Friday, July 4, 2014

Federal Court rejects bogus cuts to refugee health

More than two years of mobilizing have pushed the Federal Court to reject the Conservatives’ cuts to refugee health. This should encourage further mobilizing to reverse the cuts and challenge the broader agenda.

In April 2012 then Immigration Minister Jason Kenney announced drastic cuts to the Interim Federal Health Program, beginning in June of that year. The government claimed that the cuts would promote fairness, save money and protect public health—but the cuts did the exact opposite.

Mobilizations
There was immediate condemnation by health providers—including an open letter, occupation, interruptions of Tory press conferences, and demonstrations across the country. These led the government to quietly reverse some of the cuts, but this only created more confusion.  

Health providers warned that these cuts would harm refugees and scapegoat them for other healthcare cuts. As Dr. Mark Tyndall said at an Ottawa press conference in 2012, "the government has used this issue to divide Canadians, pitting those who are dissatisfied with their own health coverage against refugees. Canadians are smarter than this. This is an attack on our entire healthcare system."

A year after the cuts there were already dozens of documented cases of refugees being denied essential medical care. Canadian Doctors for Refugee Care and the Canadian Association of Refugee Lawyers launched a constitutional challenge, and there was a second annual day of action across the country against the cuts.

The mobilizations pushed some provinces to say they would step in and provide care—throwing the new Immigration Minister Chris Alexander into a temper tantrum about making Canada “a magnet for bogus asylum seekers.” But the reality of the cuts has continued to emerge. According to the study “The Cost and Impact of the Interim Federal Health Program Cuts on Child Refugees in Canada”: “After the implementation of funding cuts, the admission rate of refugee children increased from 6.4% to 12.0%...Shifts in the levels of health care access (hospital to primary-based care or vice-versa) due to affordability and administrative hurdles may make the vulnerable refugee population sicker, eventually leading to overall increase in healthcare costs.”

Court decision
This June was the third annual day of action against cuts to refugee health, and now the Federal Court has reflected public opinion. The ruling by Justice Anne Mactavish found that the cuts threaten the health and lives of refugees: "The 2012 modifications to the [Interim Federal Health Program] potentially jeopardize the health, the safety and indeed the very lives, of these innocent and vulnerable children in a manner that shocks the conscience and outrages Canadian standards of decency…I have found as a fact that lives are being put at risk."

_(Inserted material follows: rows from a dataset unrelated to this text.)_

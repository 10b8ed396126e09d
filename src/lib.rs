//! # pdfstitch
//!
//! Reading-order reconstruction and table-continuation merging for PDF
//! layout output.
//!
//! A layout collaborator (anything implementing [`LayoutBackend`]) reports,
//! per page, the detected tables with their bounding boxes and cell grids,
//! and can extract the prose inside any vertical slice of the page. This
//! crate turns that into one top-to-bottom sequence of page markers, text
//! blocks and tables, fuses tables that were split by a page break, and
//! serializes the result with ASCII or HTML tables.
//!
//! ## Quick Start
//!
//! ```no_run
//! use pdfstitch::{extract_file, render, ExtractOptions, RenderOptions};
//!
//! fn main() -> pdfstitch::Result<()> {
//!     let doc = extract_file("report.pdf", &ExtractOptions::default())?;
//!     let text = render::to_text(&doc, &RenderOptions::default());
//!     println!("{}", text);
//!     Ok(())
//! }
//! ```

pub mod detect;
pub mod error;
pub mod extract;
pub mod layout;
pub mod model;
pub mod render;

// Re-export commonly used types
pub use detect::{detect_format_from_bytes, detect_format_from_path, InputFormat};
pub use error::{Error, Result};
pub use extract::{ErrorMode, ExtractOptions, Extractor, PageLinearizer, PageSelection};
pub use layout::{
    DetectedTable, LayoutBackend, LayoutDump, PageLayout, PageSource, PdfPlumberBackend,
};
pub use model::{BoundingBox, Cell, CellGrid, Document, Element, ExtractionStats, Region};
pub use render::{
    convert_ascii_tables_to_html, JsonFormat, RenderOptions, SummaryRowRule, TableFormat,
};

use std::path::Path;

/// Rebuild a document from any layout backend.
pub fn extract_backend(backend: &dyn LayoutBackend, options: &ExtractOptions) -> Result<Document> {
    Extractor::with_options(options.clone()).extract(backend)
}

/// Rebuild a document from a PDF or a layout dump file.
///
/// PDFs are decoded with [`PdfPlumberBackend`]; layout dumps are loaded
/// with [`LayoutDump`]. The opened document is released before returning.
///
/// # Example
///
/// ```no_run
/// use pdfstitch::{extract_file, ExtractOptions};
///
/// let doc = extract_file("report.pdf", &ExtractOptions::new().lenient()).unwrap();
/// println!("Tables: {}", doc.stats.table_count);
/// ```
pub fn extract_file<P: AsRef<Path>>(path: P, options: &ExtractOptions) -> Result<Document> {
    let path = path.as_ref();
    match detect_format_from_path(path)? {
        InputFormat::Pdf { version } => {
            log::debug!("Opening {} as PDF {}", path.display(), version);
            let backend = PdfPlumberBackend::open(path)?;
            extract_backend(&backend, options)
        }
        InputFormat::LayoutDump => {
            let dump = LayoutDump::from_path(path)?;
            extract_backend(&dump, options)
        }
    }
}

/// Rebuild a document from PDF or layout dump bytes.
pub fn extract_bytes(data: &[u8], options: &ExtractOptions) -> Result<Document> {
    match detect_format_from_bytes(data)? {
        InputFormat::Pdf { .. } => {
            let backend = PdfPlumberBackend::from_bytes(data)?;
            extract_backend(&backend, options)
        }
        InputFormat::LayoutDump => {
            let dump = LayoutDump::from_bytes(data)?;
            extract_backend(&dump, options)
        }
    }
}

/// Rebuild a document from a file and serialize it to text.
pub fn extract_text_and_tables<P: AsRef<Path>>(
    path: P,
    extract_options: &ExtractOptions,
    render_options: &RenderOptions,
) -> Result<String> {
    let doc = extract_file(path, extract_options)?;
    Ok(render::to_text(&doc, render_options))
}

/// Like [`extract_text_and_tables`], but a failure becomes the returned
/// text itself instead of an error.
///
/// This is the contract of the command-line tool: the output file always
/// gets written, and it holds the error message when processing failed.
///
/// # Example
///
/// ```no_run
/// use pdfstitch::{extract_to_string, ExtractOptions, RenderOptions};
///
/// let text = extract_to_string("missing.json", &ExtractOptions::default(), &RenderOptions::default());
/// assert!(text.starts_with("Error processing PDF with pdfplumber:"));
/// ```
pub fn extract_to_string<P: AsRef<Path>>(
    path: P,
    extract_options: &ExtractOptions,
    render_options: &RenderOptions,
) -> String {
    match extract_text_and_tables(path, extract_options, render_options) {
        Ok(text) => text,
        Err(e) => {
            log::error!("Extraction failed: {}", e);
            error_text(&e)
        }
    }
}

/// Document body written in place of content when processing fails.
pub fn error_text(err: &Error) -> String {
    format!("Error processing PDF with pdfplumber: {}", err)
}

/// Builder for extracting and rendering documents.
///
/// # Example
///
/// ```no_run
/// use pdfstitch::{PdfStitch, TableFormat};
///
/// let text = PdfStitch::new()
///     .lenient()
///     .with_table_format(TableFormat::Ascii)
///     .extract_file("report.pdf")?
///     .to_text();
/// # Ok::<(), pdfstitch::Error>(())
/// ```
pub struct PdfStitch {
    extract_options: ExtractOptions,
    render_options: RenderOptions,
}

impl PdfStitch {
    /// Create a new builder.
    pub fn new() -> Self {
        Self {
            extract_options: ExtractOptions::default(),
            render_options: RenderOptions::default(),
        }
    }

    /// Enable lenient mode.
    pub fn lenient(mut self) -> Self {
        self.extract_options = self.extract_options.lenient();
        self
    }

    /// Keep continuation tables separate.
    pub fn without_merge(mut self) -> Self {
        self.extract_options = self.extract_options.merge_tables(false);
        self
    }

    /// Set page selection.
    pub fn with_pages(mut self, pages: PageSelection) -> Self {
        self.extract_options = self.extract_options.with_pages(pages);
        self
    }

    /// Set the table format.
    pub fn with_table_format(mut self, format: TableFormat) -> Self {
        self.render_options = self.render_options.with_table_format(format);
        self
    }

    /// Set the summary-row rule.
    pub fn with_summary_rule(mut self, rule: SummaryRowRule) -> Self {
        self.render_options = self.render_options.with_summary_rule(rule);
        self
    }

    /// Extract from a PDF or layout dump file.
    pub fn extract_file<P: AsRef<Path>>(self, path: P) -> Result<StitchResult> {
        let document = extract_file(path, &self.extract_options)?;
        Ok(StitchResult {
            document,
            render_options: self.render_options,
        })
    }

    /// Extract from PDF or layout dump bytes.
    pub fn extract_bytes(self, data: &[u8]) -> Result<StitchResult> {
        let document = extract_bytes(data, &self.extract_options)?;
        Ok(StitchResult {
            document,
            render_options: self.render_options,
        })
    }

    /// Extract from a layout backend.
    pub fn extract_backend(self, backend: &dyn LayoutBackend) -> Result<StitchResult> {
        let document = extract_backend(backend, &self.extract_options)?;
        Ok(StitchResult {
            document,
            render_options: self.render_options,
        })
    }
}

impl Default for PdfStitch {
    fn default() -> Self {
        Self::new()
    }
}

/// Result of extracting a document.
pub struct StitchResult {
    /// The rebuilt document
    pub document: Document,
    /// Render options to use
    render_options: RenderOptions,
}

impl StitchResult {
    /// Serialize to text.
    pub fn to_text(&self) -> String {
        render::to_text(&self.document, &self.render_options)
    }

    /// Convert to JSON.
    pub fn to_json(&self, format: JsonFormat) -> Result<String> {
        render::to_json(&self.document, format)
    }

    /// Get the document.
    pub fn document(&self) -> &Document {
        &self.document
    }
}
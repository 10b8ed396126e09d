//! Whole-document extraction driver.

use crate::error::Result;
use crate::layout::LayoutBackend;
use crate::model::{Document, Element};

use super::merge::{merge_with_report, MergeReport};
use super::{ExtractOptions, PageLinearizer};

/// Rebuilds a document from a layout backend.
///
/// Pages are processed strictly in document order: a table may continue
/// onto the next page, so the merge pass needs the whole sequence.
#[derive(Debug, Clone, Default)]
pub struct Extractor {
    options: ExtractOptions,
}

impl Extractor {
    /// Create an extractor with default options.
    pub fn new() -> Self {
        Self::default()
    }

    /// Create an extractor with custom options.
    pub fn with_options(options: ExtractOptions) -> Self {
        Self { options }
    }

    /// Get the options.
    pub fn options(&self) -> &ExtractOptions {
        &self.options
    }

    /// Linearize every selected page and merge continuation tables.
    ///
    /// Only tables on consecutive selected pages are merged: a gap in the
    /// page selection ends any table that was running.
    pub fn extract(&self, backend: &dyn LayoutBackend) -> Result<Document> {
        let linearizer = PageLinearizer::with_error_mode(self.options.error_mode);
        let mut runs: Vec<Vec<Element>> = Vec::new();
        let mut run = Vec::new();
        let mut previous: Option<u32> = None;
        let mut pages_processed = 0u32;

        for index in 0..backend.page_count() {
            let page = backend.page(index)?;
            let number = page.number();

            if !self.options.pages.includes(number) {
                continue;
            }

            let contiguous = previous.and_then(|p| p.checked_add(1)) == Some(number);
            if !contiguous && !run.is_empty() {
                runs.push(std::mem::take(&mut run));
            }
            previous = Some(number);

            run.push(Element::PageMarker(number));
            run.extend(linearizer.linearize(page.as_ref())?);
            pages_processed += 1;
        }
        if !run.is_empty() {
            runs.push(run);
        }

        let mut elements = Vec::new();
        let mut report = MergeReport::default();
        for run in runs {
            if self.options.merge_tables {
                let (merged, run_report) = merge_with_report(run);
                report.tables_merged += run_report.tables_merged;
                report.separators_dropped += run_report.separators_dropped;
                elements.extend(merged);
            } else {
                elements.extend(run);
            }
        }

        // Merging drops the markers of pages a table ran onto
        let mut document = Document::from_elements(elements);
        document.page_count = pages_processed;
        document.stats.page_count = pages_processed;
        document.stats.merged_table_count = report.tables_merged as u32;

        log::debug!(
            "Extracted {} pages: {} text blocks, {} tables",
            document.page_count,
            document.stats.text_block_count,
            document.stats.table_count
        );

        Ok(document)
    }
}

Furthermore, the ruling rejects the bogus rhetoric used to justify the cuts: “It puts their lives at risk, and perpetuates the stereotypical view that they are cheats, that their refugee claims are ‘bogus,’ and that they have come to Canada to abuse the generosity of Canadians. It undermines their dignity and serves to perpetuate the disadvantage suffered by members of an admittedly vulnerable, poor and disadvantaged group."

Keep up the pressure
Anti-migrant racism is a key component of the Conservatives’ austerity agenda: exploiting migrant workers while blaming them for jobs losses, and cutting refugee health while blaming them for healthcare cuts. This scapegoating provides a cover for the Conservatives’ own agenda—from eliminating jobs at Canada Post to cutting $36 billion from healthcare.

The recent Federal Court ruling reflects more than two years of mobilizing, and shows how this can challenge the Conservatives’ cuts and their racist justifications. But the court decision does not restore healthcare: the government has four months to respond, and they are planning on appealing the decision. That the Conservatives have ignored 10 court decisions and two votes in Parliament in support of US Iraq War resisters shows us that this important decision on refugee health is not the end of the fight. 


Continued mobilizations will be necessary to reverse the cuts, pressure provincial governments to follow their words and provide care in the meantime, and challenge the broader austerity agenda.